A look at most people’s postal boxes these days would give impression that banks are giving away money. If you have good to fair credit, you get tons of credit card offers. If have a crummy credit rating, you are still getting offers, many with life saving low APR balance transfers. Even if you have just filed for bankruptcy, you will still get less savory offers, but they will be there.

It is very easy to have enough credit corresponding a few times your annual salary. These offers are often quite appealing, with zero to 3.9% APRs, great offers on balance transfers, and often banks raise your credit limit within 6 months, if you pay your credit cards on time.

Sounds good, after all, at zero percent you cannot go wrong. It is money given away!

Not so fast. When you sign a credit card application, you normally believe you have a contract set in stone. Just like any other contract, you believe, any changes would need to be agreed by both parties, in advance, and should be negotiable. Guess what, credit card companies, as a normal course of business, amend the contracts unilaterally, without asking your permission and without negotiation. If you use the card again, you are agreeing with the change!

These changes normally have to do with the appealing APRs that first prompted you to get the card and instruments whereby banks can increase them punitively. Back in the old days, if you were late on credit card payments you would get a nice call, the day after the payment was due. And a nastier one 10 days after. I suppose banks eventually figured that most people were normally late due to an honest oversight, sooner or later, and thus the rules of the game were changed. Initially, banks began charging late fees, which often amount to more than 30 dollars, every month you are late. You would no longer get a call, just a $30.00 bill on the next statement.

Adding insult to injury, if you do have quite a few bills to pay, eventually you might be late a couple of times a year. So the banks perceived, I guess. Now, if you are late at least twice in the course of a consecutive 12-month period, the bank can increase your APR, on the ground that you have just become a little bit of a higher risk. So, your appealing zero percent credit card, suddenly becomes a 12 %, then an 18%, until becoming a ridiculous 30% APR credit card.

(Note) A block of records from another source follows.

//! Per-host protocol engine: demultiplexing tables and inbound
//! dispatch.
//!
//! One [`RdtProtocol`] instance runs per simulated host. Three tables
//! route traffic:
//!
//! ```text
//! bound:      local port                     → socket     (bind)
//! listening:  local port                                  (listen)
//! conns:      (local port, peer, peer port)  → socket+bit (handshake)
//! ```
//!
//! All inbound frames arrive through [`Transport::input`] on the
//! host's delivery task. Dispatch by flag:
//!
//!   * `DATA` for a known connection is delivered if it carries the
//!     expected bit, otherwise it is a duplicate; both cases are
//!     acknowledged with the bit that arrived.
//!   * `SYN` either queues a connection request on a listener or, if
//!     the connection already exists, answers with a fresh SYN-ACK
//!     (the previous one was evidently lost).
//!   * `SYN-ACK` installs the connection record on the client side and
//!     wakes the pending `connect`.
//!   * `ACK` carrying the current bit wakes the pending `send`; any
//!     other bit is stale and ignored.
//!
//! The tables sit behind one mutex that is never held across an await
//! point.

use std::collections::{HashMap, HashSet};
use std::net::Ipv4Addr;
use std::ops::RangeInclusive;
use std::sync::{Arc, Mutex};

use rand::Rng;

use crate::segment::{Flag, Segment};
use crate::simulator::{Host, HostHandle, Transport};
use crate::socket::{RdtError, RdtSocket, SocketShared, SocketState};

/// Protocol number claimed on a host, from the range reserved for
/// experimentation (RFC 3692).
pub const IPPROTO_RDT: u8 = 0xfe;

/// IANA dynamic port range, drawn from when `connect` runs on an
/// unbound socket.
const EPHEMERAL_PORTS: RangeInclusive<u16> = 49152..=65535;

/// Identifies one connection from this host's point of view.
#[derive(Debug, Clone, Copy, PartialEq, Eq, Hash)]
pub(crate) struct ConnKey {
    /// Port on this host.
    pub(crate) local_port: u16,
    /// Port on the peer.
    pub(crate) remote_port: u16,
    /// Peer address.
    pub(crate) peer: Ipv4Addr,
}

struct ConnRecord {
    socket: Arc<SocketShared>,
    /// Current sequence bit of the connection. One bit serves both
    /// directions: the receive path toggles it when an in-order data
    /// segment is delivered and the send path toggles it when a sent
    /// segment is acknowledged, so both ends stay in lockstep.
    seq_bit: u32,
}

#[derive(Default)]
struct Tables {
    conns: HashMap<ConnKey, ConnRecord>,
    bound: HashMap<u16, Arc<SocketShared>>,
    listening: HashSet<u16>,
    /// Requests queued on a listener but not yet accepted. Keeps a
    /// retransmitted SYN from enqueueing the same peer twice.
    pending: HashSet<ConnKey>,
}

/// The RDT engine attached to one host.
pub struct RdtProtocol {
    host: HostHandle,
    tables: Mutex<Tables>,
}

impl RdtProtocol {
    /// Creates the engine for `host` and registers it for inbound
    /// frames.
    pub fn register(host: &Host) -> Arc<RdtProtocol> {
        let proto = Arc::new(RdtProtocol {
            host: host.handle(),
            tables: Mutex::new(Tables::default()),
        });
        host.register_protocol(proto.clone());
        proto
    }

    /// A fresh unbound socket on this host.
    pub fn socket(self: &Arc<Self>) -> RdtSocket {
        RdtSocket {
            shared: Arc::new(SocketShared::new_unbound()),
            proto: self.clone(),
        }
    }

    pub fn host_addr(&self) -> Ipv4Addr {
        self.host.addr()
    }

    // -----------------------------------------------------------------
    // Table operations for the socket layer
    // -----------------------------------------------------------------

    pub(crate) fn bind_port(
        &self,
        port: u16,
        shared: &Arc<SocketShared>,
    ) -> Result<(), RdtError> {
        let mut tables = self.tables.lock().unwrap();
        if tables.bound.contains_key(&port) {
            return Err(RdtError::AddressInUse(port));
        }
        tables.bound.insert(port, shared.clone());
        Ok(())
    }

    /// Picks a free port from the dynamic range and binds `shared` to
    /// it. The check and the insert happen under one lock hold.
    pub(crate) fn allocate_ephemeral_port(&self, shared: &Arc<SocketShared>) -> u16 {
        let mut tables = self.tables.lock().unwrap();
        let mut rng = rand::rng();
        let port = loop {
            let candidate = rng.random_range(EPHEMERAL_PORTS);
            if !tables.bound.contains_key(&candidate) {
                break candidate;
            }
        };
        tables.bound.insert(port, shared.clone());
        log::debug!("[rdt] {} allocated ephemeral port {}", self.host.addr(), port);
        port
    }

    pub(crate) fn set_listening(&self, port: u16) {
        self.tables.lock().unwrap().listening.insert(port);
    }

    pub(crate) fn seq_bit(&self, key: &ConnKey) -> Option<u32> {
        self.tables
            .lock()
            .unwrap()
            .conns
            .get(key)
            .map(|rec| rec.seq_bit)
    }

    pub(crate) fn toggle_seq_bit(&self, key: &ConnKey) {
        if let Some(rec) = self.tables.lock().unwrap().conns.get_mut(key) {
            rec.seq_bit ^= 1;
        }
    }

    /// Builds the connected child for an accepted request and installs
    /// its connection record.
    pub(crate) fn make_child_socket(
        self: &Arc<Self>,
        local_port: u16,
        peer: (Ipv4Addr, u16),
    ) -> RdtSocket {
        let shared = Arc::new(SocketShared::new_connected(local_port, peer));
        let key = ConnKey {
            local_port,
            remote_port: peer.1,
            peer: peer.0,
        };
        let mut tables = self.tables.lock().unwrap();
        tables.pending.remove(&key);
        // The first data segment on a new connection carries bit 1.
        tables.conns.insert(
            key,
            ConnRecord {
                socket: shared.clone(),
                seq_bit: 1,
            },
        );
        drop(tables);
        RdtSocket {
            shared,
            proto: self.clone(),
        }
    }

    /// Sends a zero-payload control segment from `shared`'s endpoints.
    /// Control segments are never retransmitted from here; loss is
    /// healed by the peer's retransmission of whatever prompted them.
    pub(crate) fn send_control(&self, shared: &SocketShared, flag: Flag, seq: u32) {
        let Some((local_port, (peer_addr, peer_port))) = shared.endpoints() else {
            return;
        };
        let seg = Segment::new(local_port, peer_port, seq, flag, Vec::new());
        log::debug!(
            "[rdt] {} → {}:{} {} seq={}",
            self.host.addr(),
            peer_addr,
            peer_port,
            flag,
            seq
        );
        self.transmit(&seg.to_bytes(), peer_addr);
    }

    pub(crate) fn transmit(&self, frame: &[u8], dst: Ipv4Addr) {
        self.host.transmit(IPPROTO_RDT, frame, dst);
    }

    // -----------------------------------------------------------------
    // Inbound dispatch
    // -----------------------------------------------------------------

    fn on_data(&self, key: ConnKey, seg: Segment) {
        let mut tables = self.tables.lock().unwrap();
        let Some(rec) = tables.conns.get_mut(&key) else {
            log::debug!(
                "[rdt] {} ← DATA from {}:{} for unknown connection on port {}, dropping",
                self.host.addr(),
                key.peer,
                key.remote_port,
                key.local_port
            );
            return;
        };
        let seq = seg.header.seq;
        let in_order = seq == rec.seq_bit;
        if in_order {
            rec.seq_bit ^= 1;
        }
        let sock = rec.socket.clone();
        drop(tables);
        if in_order {
            log::debug!(
                "[rdt] {} ← DATA seq={} len={} from {}:{}, delivering",
                self.host.addr(),
                seq,
                seg.payload.len(),
                key.peer,
                key.remote_port
            );
            sock.deliver(seg.payload);
        } else {
            log::debug!(
                "[rdt] {} ← duplicate DATA seq={} from {}:{}, re-acknowledging",
                self.host.addr(),
                seq,
                key.peer,
                key.remote_port
            );
        }
        // Either way the acknowledgment echoes the bit that arrived.
        self.send_control(&sock, Flag::Ack, seq);
    }

    fn on_syn(&self, key: ConnKey) {
        let mut tables = self.tables.lock().unwrap();
        if let Some(rec) = tables.conns.get(&key) {
            // The connection already exists, so our SYN-ACK was lost.
            let sock = rec.socket.clone();
            drop(tables);
            log::debug!(
                "[rdt] {} ← duplicate SYN from {}:{}, resending SYN-ACK",
                self.host.addr(),
                key.peer,
                key.remote_port
            );
            self.send_control(&sock, Flag::SynAck, 0);
            return;
        }
        if tables.pending.contains(&key) {
            log::debug!(
                "[rdt] {} ← SYN from {}:{} already queued, ignoring",
                self.host.addr(),
                key.peer,
                key.remote_port
            );
            return;
        }
        if !tables.listening.contains(&key.local_port) {
            log::debug!(
                "[rdt] {} ← SYN for non-listening port {}, dropping",
                self.host.addr(),
                key.local_port
            );
            return;
        }
        let Some(listener) = tables.bound.get(&key.local_port).cloned() else {
            return;
        };
        tables.pending.insert(key);
        listener.requests.push((key.peer, key.remote_port));
        drop(tables);
        log::debug!(
            "[rdt] {} ← SYN from {}:{} for port {}, request queued",
            self.host.addr(),
            key.peer,
            key.remote_port,
            key.local_port
        );
    }

    fn on_syn_ack(&self, key: ConnKey) {
        let mut tables = self.tables.lock().unwrap();
        let Some(sock) = tables.bound.get(&key.local_port).cloned() else {
            log::debug!(
                "[rdt] {} ← SYN-ACK for unbound port {}, dropping",
                self.host.addr(),
                key.local_port
            );
            return;
        };
        if sock.remote() != Some((key.peer, key.remote_port)) {
            log::debug!(
                "[rdt] {} ← SYN-ACK from unexpected peer {}:{}, dropping",
                self.host.addr(),
                key.peer,
                key.remote_port
            );
            return;
        }
        // A duplicate SYN-ACK must not reset the bit of a connection
        // that is already exchanging data.
        tables.conns.entry(key).or_insert_with(|| ConnRecord {
            socket: sock.clone(),
            seq_bit: 1,
        });
        drop(tables);
        // Wake the connect only while it is actually pending. Once the
        // socket is connected its armed slot belongs to a data send,
        // and a late duplicate SYN-ACK must not complete that.
        if sock.state() == SocketState::HalfOpen {
            log::debug!(
                "[rdt] {} ← SYN-ACK from {}:{}, connection established",
                self.host.addr(),
                key.peer,
                key.remote_port
            );
            sock.ack.signal();
        } else {
            log::debug!(
                "[rdt] {} ← duplicate SYN-ACK from {}:{}, ignoring",
                self.host.addr(),
                key.peer,
                key.remote_port
            );
        }
    }

    fn on_ack(&self, key: ConnKey, seq: u32) {
        let tables = self.tables.lock().unwrap();
        let Some(rec) = tables.conns.get(&key) else {
            log::debug!(
                "[rdt] {} ← ACK for unknown connection from {}:{}, dropping",
                self.host.addr(),
                key.peer,
                key.remote_port
            );
            return;
        };
        if seq != rec.seq_bit {
            log::debug!(
                "[rdt] {} ← stale ACK seq={} from {}:{} (expected {}), ignoring",
                self.host.addr(),
                seq,
                key.peer,
                key.remote_port,
                rec.seq_bit
            );
            return;
        }
        let sock = rec.socket.clone();
        drop(tables);
        log::debug!(
            "[rdt] {} ← ACK seq={} from {}:{}",
            self.host.addr(),
            seq,
            key.peer,
            key.remote_port
        );
        sock.ack.signal();
    }
}

impl Transport for RdtProtocol {
    fn proto_id(&self) -> u8 {
        IPPROTO_RDT
    }

    fn input(&self, frame: &[u8], src: Ipv4Addr) {
        let seg = match Segment::decode(frame) {
            Ok(seg) => seg,
            Err(err) => {
                log::debug!(
                    "[rdt] {} ← undecodable frame from {}: {}",
                    self.host.addr(),
                    src,
                    err
                );
                return;
            }
        };
        if !seg.checksum_valid() {
            log::debug!(
                "[rdt] {} ← {} from {}:{} failed checksum, dropping",
                self.host.addr(),
                seg.header.flag,
                src,
                seg.header.src_port
            );
            return;
        }
        let key = ConnKey {
            local_port: seg.header.dst_port,
            remote_port: seg.header.src_port,
            peer: src,
        };
        match seg.header.flag {
            Flag::Data => self.on_data(key, seg),
            Flag::Syn => self.on_syn(key),
            Flag::SynAck => self.on_syn_ack(key),
            Flag::Ack => self.on_ack(key, seg.header.seq),
        }
    }
}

By that point, you might be trying to shift credit card balances to new offers, and thus try to manage your APR crisis. Guess what. A lot of credit card companies have a policy of obtaining your credit report every once in a while, and you might have an immaculate record with them, never been late a single time in 20 years, but the fact that you goofed with bank “X”, which is in no way affiliated with them, gives them ground to hike up your APR. All of a sudden you are no longer one of the their best clients: it does not matter that you shifted a $5,500.00 balance to their appealing 6.7% APR last month. Your new APR is now 18%, more than the 16.7% of the card you shifted from!

And the story goes on, and on. By the time you are through with them (which might be never in most cases), you have an unmanageable debt, all done lawfully.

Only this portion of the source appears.